The Wayland trojan horse
Homepage->Blog index
The Wayland trojan horse
Date written: 2025/06/16
Standardization of graphical environments has always had a rocky history. Not every vendor provided one in the 20th century on their machines, and those who did generally provided an entirely proprietary solution that was custom built for the given device. Some well known consumer grade examples of the time would include the Macintosh UI, the Amiga Workbench, and who could possibly forget Microsoft Windows. The Unix sphere was in a similar boat for a long time, with window systems like SunView, MGR, NeWS, NeXTStep and many others.

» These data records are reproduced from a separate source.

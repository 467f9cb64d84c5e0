//! Remote Object Store Abstraction
//!
//! The trait every remote/CDN connector implements. The engine drives it
//! exclusively from sync handlers; nothing here is called from a UI path.
//!
//! Error contract: connectors map the remote's "public id already taken"
//! response to [`BridgeError::AlreadyExists`] and its "file type not allowed"
//! response to [`BridgeError::Restricted`], because the upload handler retries
//! the former exactly once and records the latter as fatal.

use async_trait::async_trait;
use bytes::Bytes;
use serde::{Deserialize, Serialize};
use std::collections::HashMap;

use crate::error::Result;

/// Payload for creating a remote resource
#[derive(Debug, Clone)]
pub struct UploadRequest {
    /// Desired public id, including any folder prefix
    pub public_id: String,
    /// Raw media bytes
    pub data: Bytes,
    /// Content type, e.g. `image/jpeg`
    pub content_type: String,
    /// Arbitrary context metadata stored alongside the resource
    pub context: HashMap<String, String>,
}

/// Result of an upload or copy
#[derive(Debug, Clone, Serialize, Deserialize)]
pub struct UploadResult {
    /// Public id the remote actually assigned
    pub public_id: String,
    /// Remote version number; bumps on overwrite
    pub version: i64,
    /// Delivery classification, e.g. `upload`, `private`, `authenticated`
    pub delivery_type: String,
    /// Stored byte size
    pub bytes: u64,
    /// Canonical delivery URL
    pub url: String,
}

/// A resource as the remote reports it
#[derive(Debug, Clone, Serialize, Deserialize)]
pub struct RemoteResource {
    pub public_id: String,
    pub version: i64,
    pub delivery_type: String,
    pub bytes: u64,
    pub url: String,
}

/// Result of an eager transformation request
#[derive(Debug, Clone, Serialize, Deserialize)]
pub struct TransformResult {
    /// URL of the derived rendition
    pub url: String,
    /// Byte size of the derived rendition
    pub bytes: u64,
}

/// Remote object/CDN store operations
///
/// # Example
///
/// ```ignore
/// use offload_bridge::remote::{RemoteMediaStore, UploadRequest};
///
/// async fn push(store: &dyn RemoteMediaStore, request: UploadRequest)
///     -> offload_bridge::error::Result<String>
/// {
///     let result = store.upload(request).await?;
///     Ok(result.public_id)
/// }
/// ```
#[async_trait]
pub trait RemoteMediaStore: Send + Sync {
    /// Create a remote resource from raw bytes
    async fn upload(&self, request: UploadRequest) -> Result<UploadResult>;

    /// Server-side copy of an existing resource to a new public id
    async fn copy(&self, from_public_id: &str, to_public_id: &str) -> Result<UploadResult>;

    /// Replace the context metadata of an existing resource
    async fn context_update(
        &self,
        public_id: &str,
        context: HashMap<String, String>,
    ) -> Result<()>;

    /// Eagerly derive a transformed rendition and report its URL and size
    async fn explicit_transform(
        &self,
        public_id: &str,
        transformation: &str,
    ) -> Result<TransformResult>;

    /// Delete a resource, optionally invalidating CDN caches
    async fn destroy(&self, public_id: &str, invalidate: bool) -> Result<()>;

    /// Look up a resource. `Ok(None)` when the remote does not have it.
    async fn resource(&self, public_id: &str) -> Result<Option<RemoteResource>>;

    /// Fetch the bytes of a resource, canonical or transformed
    async fn fetch(&self, public_id: &str, transformation: Option<&str>) -> Result<Bytes>;

    /// Reachability probe; `false` means keep work queued and try later
    async fn probe(&self) -> bool;
}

Certain graphical environments meant for use across different platforms did exist, like GEM, seeing adoption on platforms like the Atari ST (TOS) and IBM PC (DOS). This provided a level of application portability at the GUI library level, but it was still far from universal due to various architectural differences, as well as being developed exclusively for use in single user sessions local to the machine.

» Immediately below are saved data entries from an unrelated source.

//! In-Memory Asset Catalog
//!
//! Catalog backing for embedding hosts that push their library in at startup,
//! and for tests.

use async_trait::async_trait;
use offload_bridge::{
    catalog::{AssetCatalog, AssetRecord, MediaKind},
    error::Result,
};
use std::collections::BTreeMap;
use tokio::sync::RwLock;

/// In-memory `AssetCatalog` implementation
pub struct MemoryCatalog {
    records: RwLock<BTreeMap<i64, AssetRecord>>,
}

impl MemoryCatalog {
    pub fn new() -> Self {
        Self {
            records: RwLock::new(BTreeMap::new()),
        }
    }

    /// Insert or replace an asset record
    pub async fn put(&self, record: AssetRecord) {
        let mut records = self.records.write().await;
        records.insert(record.id, record);
    }

    /// Remove an asset record
    pub async fn remove(&self, id: i64) {
        let mut records = self.records.write().await;
        records.remove(&id);
    }

    /// Mark an asset as trashed without removing it
    pub async fn trash(&self, id: i64) {
        let mut records = self.records.write().await;
        if let Some(record) = records.get_mut(&id) {
            record.trashed = true;
        }
    }

    /// Bump an asset's edit revision, as hosts do after re-editing media
    pub async fn touch(&self, id: i64) {
        let mut records = self.records.write().await;
        if let Some(record) = records.get_mut(&id) {
            record.edit_revision += 1;
        }
    }
}

impl Default for MemoryCatalog {
    fn default() -> Self {
        Self::new()
    }
}

#[async_trait]
impl AssetCatalog for MemoryCatalog {
    async fn get(&self, id: i64) -> Result<Option<AssetRecord>> {
        let records = self.records.read().await;
        Ok(records.get(&id).cloned())
    }

    async fn list_ids(&self, kinds: &[MediaKind]) -> Result<Vec<i64>> {
        let records = self.records.read().await;
        Ok(records
            .values()
            .filter(|r| kinds.contains(&r.kind) && !r.trashed)
            .map(|r| r.id)
            .collect())
    }
}

#[cfg(test)]
mod tests {
    use super::*;
    use std::path::PathBuf;

    fn record(id: i64, kind: MediaKind) -> AssetRecord {
        AssetRecord {
            id,
            file_name: format!("asset-{}.bin", id),
            local_path: PathBuf::from(format!("/media/asset-{}.bin", id)),
            kind,
            byte_size: Some(100),
            edit_revision: 0,
            trashed: false,
        }
    }

    #[tokio::test]
    async fn test_list_filters_by_kind_and_trash() {
        let catalog = MemoryCatalog::new();
        catalog.put(record(1, MediaKind::Image)).await;
        catalog.put(record(2, MediaKind::Video)).await;
        catalog.put(record(3, MediaKind::Image)).await;
        catalog.trash(3).await;

        let ids = catalog.list_ids(&[MediaKind::Image]).await.unwrap();
        assert_eq!(ids, vec![1]);

        let all = catalog
            .list_ids(&[MediaKind::Image, MediaKind::Video])
            .await
            .unwrap();
        assert_eq!(all, vec![1, 2]);
    }

    #[tokio::test]
    async fn test_touch_bumps_revision() {
        let catalog = MemoryCatalog::new();
        catalog.put(record(1, MediaKind::Image)).await;
        catalog.touch(1).await;

        let rec = catalog.get(1).await.unwrap().unwrap();
        assert_eq!(rec.edit_revision, 1);
    }
}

The Unix world would see a complete shakeup in the mid to late 80s with the public release of the X11 Window System, which was specifically designed for remote, multi-session use with a client-server model that is entirely architecture independent and is driven by a message queue system. Seeing as how remote operation of different types of Unix machines with multiple users at once was a very common use case at the time, it quickly saw wide adoption by most of the major Unix vendors.
X11 has a very simple job: be a family of protocols that provide a way for applications (clients) to create and position windows, draw primitives and bitmaps in those windows, and various other functions that allow a graphical environment to function. What it does NOT provide is a full desktop environment with a suite of applications, or even a window management system. These are all meant to be built on top of X11 and run in an X session provided by an X server. Vendors and independent programmers could develop their own application bundles that would simply run in an X session and interact with one another as needed, which we would see with simple window managers like TWM, VTWM, FVWM or similar, and even full-blown desktop environments like OpenWindows, IRIX Desktop, and others (modern day equivalents would be GNOME, Xfce, KDE, etc.).
There was somewhat of a standardization dilemma across the major Unix vendors in regards to application GUI design and development, which resulted in the birth of toolkits like Motif and desktop environments like CDE, which would ensure a common look and fell across entirely different Unix flavors. Even in cases where the remote system was of a different architecture and even different operating system family, you could still run applications as long as they were made to talk with X11. Want to run a GTK application from an x86 Solaris remote host within a local POWER10 AIX system's CDE session? You can do that! Have a dedicated X server application running on a Windows machine? It'll happily display the application too!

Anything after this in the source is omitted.